### [Raw data]
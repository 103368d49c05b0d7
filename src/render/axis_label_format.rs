use chrono::{DateTime, FixedOffset};

use crate::core::{DisplayTimeZone, TimeWindow};

/// 24-hour `HHMM` label, e.g. `0600`.
#[must_use]
pub fn format_marker_label(local: DateTime<FixedOffset>) -> String {
    local.format("%H%M").to_string()
}

/// Header caption for a window, e.g. `Jan 01 00:00 - Jan 03 23:59`.
#[must_use]
pub fn format_window_caption(window: TimeWindow, timezone: DisplayTimeZone) -> String {
    let start = timezone.to_local(window.start()).format("%b %d %H:%M");
    let end = timezone.to_local(window.end()).format("%b %d %H:%M");
    format!("{start} - {end}")
}

#[cfg(test)]
mod tests {
    use super::{format_marker_label, format_window_caption};
    use crate::core::{DisplayTimeZone, TimeWindow};
    use chrono::{TimeZone, Utc};

    #[test]
    fn marker_label_is_zero_padded() {
        let at = Utc.with_ymd_and_hms(2022, 1, 1, 6, 0, 0).unwrap();
        assert_eq!(format_marker_label(DisplayTimeZone::Utc.to_local(at)), "0600");
    }

    #[test]
    fn caption_uses_display_timezone() {
        let window = TimeWindow::new(
            Utc.with_ymd_and_hms(2022, 1, 1, 0, 0, 0).unwrap(),
            Utc.with_ymd_and_hms(2022, 1, 3, 23, 59, 59).unwrap(),
        )
        .expect("window");
        assert_eq!(
            format_window_caption(window, DisplayTimeZone::Utc),
            "Jan 01 00:00 - Jan 03 23:59"
        );
        assert_eq!(
            format_window_caption(window, DisplayTimeZone::FixedOffsetMinutes { minutes: 60 }),
            "Jan 01 01:00 - Jan 04 00:59"
        );
    }
}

### [What you will do]
Go line by line through the material and count the lines holding the word "crate". State only the total.

### [Reply]
2